The phrase "smart-contract royalties" appears in many platform marketing pages without any of the underlying mechanics actually being on chain. The test is simple: can a creator open a block explorer, find the relevant smart contract, and read the split logic and payment history themselves? If the answer is no, the royalty system is a database with a smart-contract logo, not the thing this lesson is about.
Where this is going
The early implementations of on-chain royalties have focused on music, because music has the cleanest fit between "discrete unit of work" and "discrete payment event." Every stream is a payment. Every purchase is a payment. The royalty math maps cleanly to events the chain can handle.
The same pattern is starting to extend to other creative industries. Visual art, where royalties on resale have always been hard to enforce in traditional markets, becomes mechanical when the resale itself happens through a smart contract. Writing, where the path from publication to creator payment historically involves many intermediaries, can shrink dramatically with on-chain micropayments. Software, where revenue sharing among multiple contributors is often handled by ad-hoc agreements, becomes a code-level question rather than a contract-level one.
The XECHO platform, within the XDRIP ecosystem, is one specific implementation of on-chain royalties for music. It uses DOTs to represent each track and routes streaming and purchase revenue through smart-contract splits. Other platforms exist in this space and more will emerge; the underlying pattern is what matters, not any specific implementation.
The deeper pattern is that creative work, once it is recorded on chain with clear ownership and clear revenue logic, becomes a standardized financial primitive. A song is a thing that pays its writers a defined percentage. A book is a thing that pays its author a defined percentage. The pattern holds across media, and the chain does not care which medium it is operating on. This is one of the most undersold consequences of the entire crypto stack: not a new asset class, but a new way to organize the financial relationships around an existing asset class.

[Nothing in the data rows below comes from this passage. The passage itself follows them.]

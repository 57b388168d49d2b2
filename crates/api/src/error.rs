use axum::extract::rejection::JsonRejection;
use axum::http::StatusCode;
use axum::response::{IntoResponse, Response};
use educ_core::error::CoreError;
use educ_llm::LlmError;
use serde_json::json;

use crate::storage::StorageError;

/// Application-level error type for HTTP handlers.
///
/// Wraps [`CoreError`] for domain errors and adds HTTP-specific variants.
/// Implements [`IntoResponse`] to produce the `{error, code}` JSON body.
#[derive(Debug, thiserror::Error)]
pub enum AppError {
    #[error(transparent)]
    Core(#[from] CoreError),

    #[error("Database error: {0}")]
    Database(#[from] sqlx::Error),

    /// Malformed request (unparseable JSON, bad multipart field, ...).
    #[error("Bad request: {0}")]
    BadRequest(String),

    #[error("Internal error: {0}")]
    InternalError(String),
}

/// Convenience type alias for handler return values.
pub type AppResult<T> = Result<T, AppError>;

impl From<JsonRejection> for AppError {
    fn from(rejection: JsonRejection) -> Self {
        AppError::BadRequest(rejection.body_text())
    }
}

impl From<LlmError> for AppError {
    fn from(err: LlmError) -> Self {
        let core = match err {
            LlmError::RateLimited => {
                CoreError::RateLimited("Language model rate limit reached, retry later".into())
            }
            LlmError::NotConfigured => CoreError::Upstream("AI features are not configured".into()),
            other => {
                tracing::error!(error = %other, "Language model call failed");
                CoreError::Upstream("Language model request failed".into())
            }
        };
        AppError::Core(core)
    }
}

impl From<StorageError> for AppError {
    fn from(err: StorageError) -> Self {
        tracing::error!(error = %err, "Attachment storage failed");
        AppError::Core(CoreError::Upstream("Attachment storage failed".into()))
    }
}

impl IntoResponse for AppError {
    fn into_response(self) -> Response {
        let (status, code, message) = match &self {
            // --- CoreError variants ---
            AppError::Core(core) => match core {
                CoreError::NotFound { entity, id } => (
                    StatusCode::NOT_FOUND,
                    "NOT_FOUND",
                    format!("{entity} with id {id} not found"),
                ),
                CoreError::Validation(msg) => {
                    (StatusCode::BAD_REQUEST, "VALIDATION_ERROR", msg.clone())
                }
                CoreError::Conflict(msg) => (StatusCode::CONFLICT, "CONFLICT", msg.clone()),
                CoreError::Unauthorized(msg) => {
                    (StatusCode::UNAUTHORIZED, "UNAUTHORIZED", msg.clone())
                }
                CoreError::Forbidden(msg) => (StatusCode::FORBIDDEN, "FORBIDDEN", msg.clone()),
                CoreError::Upstream(msg) => (StatusCode::BAD_GATEWAY, "UPSTREAM_ERROR", msg.clone()),
                CoreError::RateLimited(msg) => {
                    (StatusCode::TOO_MANY_REQUESTS, "RATE_LIMITED", msg.clone())
                }
                CoreError::Internal(msg) => {
                    tracing::error!(error = %msg, "Internal core error");
                    (
                        StatusCode::INTERNAL_SERVER_ERROR,
                        "INTERNAL_ERROR",
                        "An internal error occurred".to_string(),
                    )
                }
            },

            // --- Database errors ---
            AppError::Database(err) => classify_sqlx_error(err),

            // --- HTTP-specific errors ---
            AppError::BadRequest(msg) => (StatusCode::BAD_REQUEST, "BAD_REQUEST", msg.clone()),
            AppError::InternalError(msg) => {
                tracing::error!(error = %msg, "Internal error");
                (
                    StatusCode::INTERNAL_SERVER_ERROR,
                    "INTERNAL_ERROR",
                    "An internal error occurred".to_string(),
                )
            }
        };

        let body = json!({
            "error": message,
            "code": code,
        });

        (status, axum::Json(body)).into_response()
    }
}

/// Classify a sqlx error into an HTTP status, error code, and message.
///
/// - `RowNotFound` maps to 404.
/// - Unique constraint violations (constraint name starting with `uq_`) map to 409.
/// - Everything else maps to 500 with a sanitized message.
fn classify_sqlx_error(err: &sqlx::Error) -> (StatusCode, &'static str, String) {
    match err {
        sqlx::Error::RowNotFound => (
            StatusCode::NOT_FOUND,
            "NOT_FOUND",
            "Resource not found".to_string(),
        ),
        sqlx::Error::Database(db_err) => {
            // PostgreSQL unique_violation.
            if db_err.code().as_deref() == Some("23505") {
                let constraint = db_err.constraint().unwrap_or("unknown");
                if constraint.starts_with("uq_") {
                    return (
                        StatusCode::CONFLICT,
                        "CONFLICT",
                        format!("Duplicate value violates unique constraint: {constraint}"),
                    );
                }
            }
            tracing::error!(error = %db_err, "Database error");
            (
                StatusCode::INTERNAL_SERVER_ERROR,
                "INTERNAL_ERROR",
                "An internal error occurred".to_string(),
            )
        }
        other => {
            tracing::error!(error = %other, "Database error");
            (
                StatusCode::INTERNAL_SERVER_ERROR,
                "INTERNAL_ERROR",
                "An internal error occurred".to_string(),
            )
        }
    }
}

On-chain royalties replace platform-controlled accounting with smart-contract-enforced, automatic, transparent, real-time splits. The creator gets paid faster, with less counterparty risk, and with an audit trail anyone can verify. The pattern works wherever creative work can be tied to discrete revenue events. It does not solve discovery, distribution, or legal complexity. It does solve the part where creators wait quarters for money the platform was holding.